The same issue exists somewhat for time-series "Well, I have tabular time series, which branch do I take?" I recommend removing Castra from the map, it's not a very serious project.

I can envision a separate map for storage technologies (hdf5, netcdf, bcolz, castra, csv, parquet, ...) It's odd to have both computational systems like xarray side-by-side storage systems like bcolz.

For xarray I think the main distinction is with labeled axes "Do my axes have labels? (e.g. time, latitude, longitude)" is a good question that branches between numpy->pandas in 1d and numpy->xarray in nd.

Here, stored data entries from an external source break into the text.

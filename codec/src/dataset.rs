//! The in-memory data set and its recursive codec:
//! reading and writing whole data sets,
//! nested sequences and encapsulated pixel data framing.

use crate::cursor::{Sink, Source};
use crate::element::{self, decode_item_header, encode_header, encode_item_header};
use crate::transfer_syntax::TransferSyntax;
use crate::value::{read_value, write_value};
use dcmio_core::dictionary::DataDictionary;
use dcmio_core::{DataElement, Length, SequenceItemHeader, Tag, Value, C, VR};
use dcmio_dictionary::StandardDataDictionary;
use smallvec::smallvec;
use snafu::{Backtrace, ResultExt, Snafu};
use std::collections::btree_map::Values;
use std::collections::BTreeMap;
use tracing::warn;

/// Error type for data set decoding.
#[derive(Debug, Snafu)]
#[non_exhaustive]
pub enum Error {
    /// An element header could not be decoded.
    #[snafu(display("failed to decode element header"), context(false))]
    DecodeHeader { source: element::Error },
    /// An element's value span could not be read.
    #[snafu(display("failed to read value of element {}", tag))]
    ReadValue {
        tag: Tag,
        source: crate::cursor::Error,
    },
    /// A delimiter appeared where an item marker was required.
    #[snafu(display("unexpected delimiter in element {}", tag))]
    UnexpectedDelimiter { tag: Tag, backtrace: Backtrace },
    /// An undefined-length item was not closed by an item delimiter.
    #[snafu(display("undefined-length item of element {} has no matching delimiter", tag))]
    UnterminatedItem {
        tag: Tag,
        source: crate::cursor::Error,
    },
    /// The basic offset table of an encapsulated element
    /// declared an undefined length.
    #[snafu(display("basic offset table of element {} has an undefined length", tag))]
    UndefinedOffsetTableLength { tag: Tag, backtrace: Backtrace },
    /// A pixel data fragment declared an undefined length.
    #[snafu(display("fragment of element {} has an undefined length", tag))]
    UndefinedFragmentLength { tag: Tag, backtrace: Backtrace },
}

pub type Result<T, E = Error> = std::result::Result<T, E>;

/// Options for reading a data set.
#[derive(Debug, Default, Clone, Copy, PartialEq)]
pub struct ReadOptions {
    /// Keep the elements decoded so far
    /// when an element fails to decode,
    /// instead of failing the whole read.
    pub ignore_errors: bool,
}

/// Options for writing a data set.
#[derive(Debug, Clone, Copy, PartialEq)]
pub struct WriteOptions {
    /// The maximum fragment size in bytes
    /// when writing encapsulated pixel data frames.
    /// Zero disables frame splitting.
    /// Odd values are rounded down to the nearest even number.
    pub fragment_size: u32,
}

<particularly biased> In the "My data is distributed" section I claim that various dask projects could fit in each one of those boxes. Dask.array handles distributed arrays just fine (see recent blogpost), and the serialization behind SFrame is not particularly more or less fancy than nice formats that dump to numpy or pandas accessible by Bolt or dask.{array,dataframe}. Generally SFrame excels on machine learning algorithms that were specifically co-designed along with the data structure. Personally I avoid using the term "dask" to refer to any of the dask collections, as I think is done here for dask.dataframe. Different users use the term "a dask" to refer separately to a graph, an array, a bag, and a dataframe. This gets confusing.. </particularly biased>

One way to structure this around computational systems would be to ask the following three questions:

  1. How is your data laid out {array, tabular, text, nested}?
  2. What is the scale of your data?
  3. How do you label/index entries in your data?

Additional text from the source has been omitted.